(Beginning of Material for the task)

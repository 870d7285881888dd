//! Integration tests for logger behavior.

use academic_analytics::logger::{set_level, set_level_from_str, Level};
use academic_analytics::{debug, error, info, verbose, warn};

#[test]
fn level_parse_accepts_valid() {
    assert!(set_level_from_str("error"));
    assert!(set_level_from_str("warn"));
    assert!(set_level_from_str("info"));
    assert!(set_level_from_str("debug"));
}

#[test]
fn level_parse_rejects_invalid() {
    assert!(!set_level_from_str("invalid"));
    assert!(!set_level_from_str(""));
}

#[test]
fn level_names_round_trip() {
    for lvl in [Level::Error, Level::Warn, Level::Info, Level::Debug] {
        assert_eq!(lvl.to_string().parse::<Level>(), Ok(lvl));
    }
}

#[test]
fn logs_do_not_panic() {
    set_level(Level::Debug);
    info!("info integration");
    warn!("warn integration");
    error!("error integration");
    debug!("debug integration");
    verbose!("verbose integration");
}
//! Course record sources
//!
//! The engine only ever sees a `Vec<CourseRecord>`. Where those records come
//! from (exported transcript files or the built-in demo transcript) is decided
//! here, by explicit configuration, before aggregation starts.

pub mod demo;
pub mod file;

pub use demo::DemoStore;
pub use file::{load_course_file, load_points_file, FileStore};

use crate::core::models::CourseRecord;
use std::error::Error;
use std::fmt;
use std::io;
use std::path::{Path, PathBuf};

/// Failures while loading course records or points series
#[derive(Debug)]
pub enum StoreError {
    /// The file could not be read
    Io {
        /// File involved
        path: PathBuf,
        /// Underlying error
        source: io::Error,
    },
    /// The file is not valid CSV for the expected columns
    Csv {
        /// File involved
        path: PathBuf,
        /// Underlying error
        source: csv::Error,
    },
    /// The file is not valid JSON for the expected shape
    Json {
        /// File involved
        path: PathBuf,
        /// Underlying error
        source: serde_json::Error,
    },
    /// A row parsed but carries an unusable value
    InvalidRow {
        /// File involved
        path: PathBuf,
        /// 1-based data row
        row: usize,
        /// What was wrong
        message: String,
    },
    /// The extension is neither `.csv` nor `.json`
    UnsupportedFormat {
        /// File involved
        path: PathBuf,
    },
    /// No export exists for the user
    NotFound {
        /// Requested user
        user_id: String,
        /// Directory searched
        data_dir: PathBuf,
    },
    /// The user id cannot name a file in the data directory
    InvalidUserId {
        /// Rejected id
        user_id: String,
    },
}

impl fmt::Display for StoreError {
    fn fmt(&self, f: &mut fmt::Formatter<'_>) -> fmt::Result {
        match self {
            Self::Io { path, source } => write!(f, "{}: {source}", path.display()),
            Self::Csv { path, source } => write!(f, "{}: invalid CSV: {source}", path.display()),
            Self::Json { path, source } => {
                write!(f, "{}: invalid JSON: {source}", path.display())
            }
            Self::InvalidRow { path, row, message } => {
                write!(f, "{}: row {row}: {message}", path.display())
            }
            Self::UnsupportedFormat { path } => write!(
                f,
                "{}: unsupported file type (expected .csv or .json)",
                path.display()
            ),
            Self::NotFound { user_id, data_dir } => write!(
                f,
                "no course export for user '{user_id}' in {}",
                data_dir.display()
            ),
            Self::InvalidUserId { user_id } => write!(f, "invalid user id '{user_id}'"),
        }
    }
}

impl Error for StoreError {
    fn source(&self) -> Option<&(dyn Error + 'static)> {
        match self {
            Self::Io { source, .. } => Some(source),
            Self::Csv { source, .. } => Some(source),
            Self::Json { source, .. } => Some(source),
            _ => None,
        }
    }
}

/// A source of course records for a user
pub trait CourseStore {
    /// Fetch every course record for `user_id`
    ///
    /// # Errors
    /// Returns `StoreError` when the records cannot be located or parsed
    fn fetch_courses(&self, user_id: &str) -> Result<Vec<CourseRecord>, StoreError>;

    /// Short description for logs (e.g., "demo transcript")
    fn describe(&self) -> String;
}

/// Pick the record source from configuration
#[must_use]
pub fn open_store(demo: bool, data_dir: &Path) -> Box<dyn CourseStore> {
    if demo {
        Box::new(DemoStore)
    } else {
        Box::new(FileStore::new(data_dir))
    }
}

(End of Material for the task)

→ **Problem statement**
Above are the records; set each one down word for word.

→ **Solution for this task**
repository 870d7285881888dd
//! Integration tests for logger behavior.

use academic_analytics::logger::{set_level, set_level_from_str, Level};
use academic_analytics::{debug, error, info, verbose, warn};

#[test]
fn level_parse_accepts_valid() {
    assert!(set_level_from_str("error"));
    assert!(set_level_from_str("warn"));
    assert!(set_level_from_str("info"));
    assert!(set_level_from_str("debug"));
}

#[test]
fn level_parse_rejects_invalid() {
    assert!(!set_level_from_str("invalid"));
    assert!(!set_level_from_str(""));
}

#[test]
fn level_names_round_trip() {
    for lvl in [Level::Error, Level::Warn, Level::Info, Level::Debug] {
        assert_eq!(lvl.to_string().parse::<Level>(), Ok(lvl));
    }
}

#[test]
fn logs_do_not_panic() {
    set_level(Level::Debug);
    info!("info integration");
    warn!("warn integration");
    error!("error integration");
    debug!("debug integration");
    verbose!("verbose integration");
}
//! Course record sources
//!
//! The engine only ever sees a `Vec<CourseRecord>`. Where those records come
//! from (exported transcript files or the built-in demo transcript) is decided
//! here, by explicit configuration, before aggregation starts.

pub mod demo;
pub mod file;

pub use demo::DemoStore;
pub use file::{load_course_file, load_points_file, FileStore};

use crate::core::models::CourseRecord;
use std::error::Error;
use std::fmt;
use std::io;
use std::path::{Path, PathBuf};

/// Failures while loading course records or points series
#[derive(Debug)]
pub enum StoreError {
    /// The file could not be read
    Io {
        /// File involved
        path: PathBuf,
        /// Underlying error
        source: io::Error,
    },
    /// The file is not valid CSV for the expected columns
    Csv {
        /// File involved
        path: PathBuf,
        /// Underlying error
        source: csv::Error,
    },
    /// The file is not valid JSON for the expected shape
    Json {
        /// File involved
        path: PathBuf,
        /// Underlying error
        source: serde_json::Error,
    },
    /// A row parsed but carries an unusable value
    InvalidRow {
        /// File involved
        path: PathBuf,
        /// 1-based data row
        row: usize,
        /// What was wrong
        message: String,
    },
    /// The extension is neither `.csv` nor `.json`
    UnsupportedFormat {
        /// File involved
        path: PathBuf,
    },
    /// No export exists for the user
    NotFound {
        /// Requested user
        user_id: String,
        /// Directory searched
        data_dir: PathBuf,
    },
    /// The user id cannot name a file in the data directory
    InvalidUserId {
        /// Rejected id
        user_id: String,
    },
}

impl fmt::Display for StoreError {
    fn fmt(&self, f: &mut fmt::Formatter<'_>) -> fmt::Result {
        match self {
            Self::Io { path, source } => write!(f, "{}: {source}", path.display()),
            Self::Csv { path, source } => write!(f, "{}: invalid CSV: {source}", path.display()),
            Self::Json { path, source } => {
                write!(f, "{}: invalid JSON: {source}", path.display())
            }
            Self::InvalidRow { path, row, message } => {
                write!(f, "{}: row {row}: {message}", path.display())
            }
            Self::UnsupportedFormat { path } => write!(
                f,
                "{}: unsupported file type (expected .csv or .json)",
                path.display()
            ),
            Self::NotFound { user_id, data_dir } => write!(
                f,
                "no course export for user '{user_id}' in {}",
                data_dir.display()
            ),
            Self::InvalidUserId { user_id } => write!(f, "invalid user id '{user_id}'"),
        }
    }
}

impl Error for StoreError {
    fn source(&self) -> Option<&(dyn Error + 'static)> {
        match self {
            Self::Io { source, .. } => Some(source),
            Self::Csv { source, .. } => Some(source),
            Self::Json { source, .. } => Some(source),
            _ => None,
        }
    }
}

/// A source of course records for a user
pub trait CourseStore {
    /// Fetch every course record for `user_id`
    ///
    /// # Errors
    /// Returns `StoreError` when the records cannot be located or parsed
    fn fetch_courses(&self, user_id: &str) -> Result<Vec<CourseRecord>, StoreError>;

    /// Short description for logs (e.g., "demo transcript")
    fn describe(&self) -> String;
}

/// Pick the record source from configuration
#[must_use]
pub fn open_store(demo: bool, data_dir: &Path) -> Box<dyn CourseStore> {
    if demo {
        Box::new(DemoStore)
    } else {
        Box::new(FileStore::new(data_dir))
    }
}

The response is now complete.